Lamentablemente, la digitalización y tecnificación ha tomado el lugar de las relaciones humanas y el sistema convierte a los empleados en servidores equivalentes a las máquinas que los vigilan. Las normas se vuelven insalvables y tiránicas a riesgo de sufrir un despido por no cumplir con el protocolo dictado.
Seguramente te conviene seguir asistiendo al lugar si los precios, calidad y cercanía te convienen. Claro que considerando lo inhóspito de su trato, limitaría mis compras a solamente lo más conveniente, las mejores ofertar y por igual precio compraría en otra parte. Estudiaría la posibilidad de sacar ventaja de su sistema, llevar mis propias bolsas y solamente adquirir sus ofertas más atractivas.

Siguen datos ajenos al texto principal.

//! Implementation handle lifecycle - `load_impl` / `call_impl` / `unload_impl`
//!
//! Every backend satisfies [`Backend`]; callers hold an opaque [`ImplHandle`]
//! and go through a [`Dispatcher`], which routes by backend kind.

use std::fmt;
use std::sync::atomic::{AtomicI32, Ordering};
use std::sync::Arc;

use crate::bridge::ImplDetails;
use crate::config::DispatchConfig;
use crate::errors::{DispatchError, ErrorKind, Result};
use crate::native::NativeBackend;
use crate::protocol::{ArgVector, Lang};
use crate::resolver::{Artifact, BackendResolver};

/// Which runtime family an implementation was loaded through
#[derive(Debug, Clone, Copy, PartialEq, Eq, Hash)]
pub enum BackendKind {
    /// Plain shared libraries reached through the C ABI
    Native,
    /// A high-level runtime hosted inside this process
    Embedded(Lang),
}

impl BackendKind {
    /// Numeric identifier used across the C ABI (the backend's language code)
    pub const fn code(self) -> i32 {
        match self {
            Self::Native => Lang::C.code(),
            Self::Embedded(lang) => lang.code(),
        }
    }

    pub fn from_code(code: i32) -> Option<Self> {
        match Lang::try_from(code).ok()? {
            Lang::C => Some(Self::Native),
            lang => Some(Self::Embedded(lang)),
        }
    }
}

impl fmt::Display for BackendKind {
    fn fmt(&self, f: &mut fmt::Formatter<'_>) -> fmt::Result {
        match self {
            Self::Native => write!(f, "native"),
            Self::Embedded(lang) => write!(f, "embedded {}", lang),
        }
    }
}

/// Identifier of a loaded implementation, unique within the process
#[derive(Debug, Clone, Copy, PartialEq, Eq, Hash, PartialOrd, Ord)]
pub struct ImplId(pub i32);

static NEXT_IMPL_ID: AtomicI32 = AtomicI32::new(1);

pub(crate) fn next_impl_id() -> Result<ImplId> {
    allocate_id(&NEXT_IMPL_ID)
}

/// Ids stay positive and are never reused; running out is an error.
fn allocate_id(counter: &AtomicI32) -> Result<ImplId> {
    counter
        .fetch_update(Ordering::Relaxed, Ordering::Relaxed, |id| id.checked_add(1))
        .map(ImplId)
        .map_err(|_| DispatchError::new(ErrorKind::HandlesExhausted))
}

impl fmt::Display for ImplId {
    fn fmt(&self, f: &mut fmt::Formatter<'_>) -> fmt::Result {
        write!(f, "{}", self.0)
    }
}

/// Opaque reference to a loaded implementation.
///
/// The record behind it lives in the owning backend's table, so unloading
/// twice is reported instead of freeing twice.
#[derive(Debug, Clone, Copy, PartialEq, Eq, Hash)]
pub struct ImplHandle {
    pub kind: BackendKind,
    pub id: ImplId,
}

impl ImplHandle {
    pub(crate) fn new(kind: BackendKind, id: ImplId) -> Self {
        Self { kind, id }
    }
}

/// Interface version requested by a caller or supported by a backend
#[derive(Debug, Clone, Copy, PartialEq, Eq)]
pub struct Version {
    pub major: u32,
    pub minor: u32,
}

impl Version {
    pub const fn new(major: u32, minor: u32) -> Self {
        Self { major, minor }
    }

    /// Same major, and no newer minor than what is supported
    pub fn is_compatible_with(self, supported: Version) -> bool {
        self.major == supported.major && self.minor <= supported.minor
    }

    pub fn check(self, supported: Version) -> Result<()> {
        if self.is_compatible_with(supported) {
            Ok(())
        } else {
            Err(DispatchError::new(ErrorKind::VersionMismatch {
                requested: self.to_string(),
                supported: supported.to_string(),
            }))
        }
    }
}

impl fmt::Display for Version {
    fn fmt(&self, f: &mut fmt::Formatter<'_>) -> fmt::Result {
        write!(f, "{}.{}", self.major, self.minor)
    }
}

/// Structured description of what to load
#[derive(Debug, Clone, PartialEq, Eq)]
pub enum ImplConfig {
    /// Operation resolved through the native library table
    Native { operation: String },
    /// Module hosted by the embedded runtime
    Embedded(ImplDetails),
}

impl ImplConfig {
    /// Decode the legacy string form for the given backend kind.
    pub fn from_legacy(kind: BackendKind, details: &str) -> Result<Self> {
        match kind {
            BackendKind::Native => {
                if details.is_empty() || details.contains(char::is_whitespace) {
                    return Err(DispatchError::new(ErrorKind::MalformedDetails {
                        details: details.to_string(),
                        reason: "expected a single operation name".to_string(),
                    }));
                }
                Ok(Self::Native { operation: details.to_string() })
            }
            BackendKind::Embedded(_) => ImplDetails::parse(details).map(Self::Embedded),
        }
    }

    fn label(&self) -> String {
        match self {
            Self::Native { operation } => operation.clone(),
            Self::Embedded(details) => details.qualified_name.clone(),
        }
    }
}

/// Contract shared by every backend kind
pub trait Backend: Send + Sync {
    fn kind(&self) -> BackendKind;

    fn interface_version(&self) -> Version {
        Version::new(1, 0)
    }

    fn load_impl(&self, config: &ImplConfig, version: Version) -> Result<ImplHandle>;

    fn call_impl(
        &self,
        handle: ImplHandle,
        method: &str,
        in_args: &ArgVector<'_>,
        out_args: &ArgVector<'_>,
    ) -> Result<i32>;

    fn unload_impl(&self, handle: ImplHandle) -> Result<i32>;
}

/// Reject a handle that was produced by a different backend kind.
pub(crate) fn ensure_kind(expected: BackendKind, handle: ImplHandle) -> Result<()> {
    if handle.kind == expected {
        Ok(())
    } else {
        Err(DispatchError::new(ErrorKind::BackendMismatch {
            expected: expected.to_string(),
            found: handle.kind.to_string(),
        }))
    }
}

/// Caller-facing entry point routing handles to their backends
pub struct Dispatcher {
    resolver: Arc<BackendResolver>,
    native: Arc<NativeBackend>,
    embedded: Option<Box<dyn Backend>>,
}

impl Dispatcher {
    /// Dispatcher with the native backend only
    pub fn new(config: &DispatchConfig) -> Result<Self> {
        let resolver = Arc::new(BackendResolver::new(config)?);
        let native = Arc::new(NativeBackend::new(Arc::clone(&resolver)));
        Ok(Self {
            resolver,
            native,
            embedded: None,
        })
    }

    /// Register the embedded-runtime backend; one per process.
    pub fn with_embedded(mut self, backend: Box<dyn Backend>) -> Self {
        self.embedded = Some(backend);
        self
    }

    pub fn resolver(&self) -> &BackendResolver {
        &self.resolver
    }

    pub fn native(&self) -> &NativeBackend {
        &self.native
    }

    fn backend(&self, kind: BackendKind) -> Result<&dyn Backend> {
        match kind {
            BackendKind::Native => Ok(self.native.as_ref()),
            BackendKind::Embedded(_) => match &self.embedded {
                Some(backend) if backend.kind() == kind => Ok(backend.as_ref()),
                _ => Err(DispatchError::new(ErrorKind::UnregisteredBackend {
                    backend: kind.to_string(),
                })),
            },
        }
    }

    fn embedded_backend(&self) -> Result<&dyn Backend> {
        self.embedded.as_deref().ok_or_else(|| {
            DispatchError::new(ErrorKind::UnregisteredBackend {
                backend: "embedded".to_string(),
            })
        })
    }

    /// Pick the backend implementing `operation` and check the requested version.
    pub fn load_backend(&self, operation: &str, major: u32, minor: u32) -> Result<BackendKind> {
        let backend = match self.resolver.artifact(operation)? {
            Artifact::Native { .. } => self.native.as_ref() as &dyn Backend,
            Artifact::Embedded { .. } => self.embedded_backend().map_err(|e| e.in_context(operation))?,
        };

        Version::new(major, minor)
            .check(backend.interface_version())
            .map_err(|e| e.in_context(operation))?;

        tracing::debug!(operation, backend = %backend.kind(), "backend selected");
        Ok(backend.kind())
    }

    /// Load through whichever backend handles `config`'s kind.
    pub fn load_impl(&self, config: &ImplConfig, version: Version) -> Result<ImplHandle> {
        let kind = match config {
            ImplConfig::Native { .. } => BackendKind::Native,
            ImplConfig::Embedded(_) => self.embedded_backend()?.kind(),
        };
        self.load_impl_as(kind, config, version)
    }

    /// Load through the backend of exactly `kind`, failing if none is registered.
    pub fn load_impl_as(&self, kind: BackendKind, config: &ImplConfig, version: Version) -> Result<ImplHandle> {
        self.backend(kind)
            .and_then(|backend| backend.load_impl(config, version))
            .map_err(|e| e.in_context(config.label()))
    }

    /// Resolve `operation` through the table and load it.
    pub fn load_operation(&self, operation: &str, version: Version) -> Result<ImplHandle> {
        let config = match self.resolver.artifact(operation)? {
            Artifact::Native { .. } => ImplConfig::Native {
                operation: operation.to_string(),
            },
            Artifact::Embedded { details } => ImplConfig::Embedded(details.clone()),
        };
        self.load_impl(&config, version)
            .map_err(|e| e.in_context(operation))
    }

    pub fn call_impl(
        &self,
        handle: ImplHandle,
        method: &str,
        in_args: &ArgVector<'_>,
        out_args: &ArgVector<'_>,
    ) -> Result<i32> {
        self.backend(handle.kind)?
            .call_impl(handle, method, in_args, out_args)
            .map_err(|e| e.in_context(method))
    }

    pub fn unload_impl(&self, handle: ImplHandle) -> Result<i32> {
        self.backend(handle.kind)?.unload_impl(handle)
    }
}

impl fmt::Debug for Dispatcher {
    fn fmt(&self, f: &mut fmt::Formatter<'_>) -> fmt::Result {
        f.debug_struct("Dispatcher")
            .field("operations", &self.resolver.operations().count())
            .field("embedded", &self.embedded.as_ref().map(|b| b.kind()))
            .finish()
    }
}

El comercio no es lo que era, servicio de calidad a cambio de fidelidad no es moneda en curso en la actualidad.
El sábado, mientras ayudaba a mi hija en la compra de alimentos, adquirí un producto con un descuento de más del 40 % y comprendí su constante cacería de ofertas, pues las constantes oscilaciones en los precios me llevan a pensar que no compre con oferta, sino que de haber comprado al precio regular, habría pagado un sobreprecio exagerado.
Recuerdo un tiempo en que el comercio de alimentos ganaba un 5 % bruto en algunos rubros y un 30 % en otros, cubría los costos generales, pero desde el surgimiento del IVA y otros impuestos aranceles bancarios, los márgenes del comercio de alimentos aumentaron equiparándose a los de otros rubros.
Es mi sincero deseo que no te vuelvas a sentir agredido por el sistema mercantil o bancario, todo parte de una maquinaria impersonal y burocrática al servicio de las ganancias a cambio de la menor prestación.
Salud y paz @janaveda.
RE: Una bolsa y el riesgo de perder a tus clientes: mi historia en el supermercado (SPA-ENG)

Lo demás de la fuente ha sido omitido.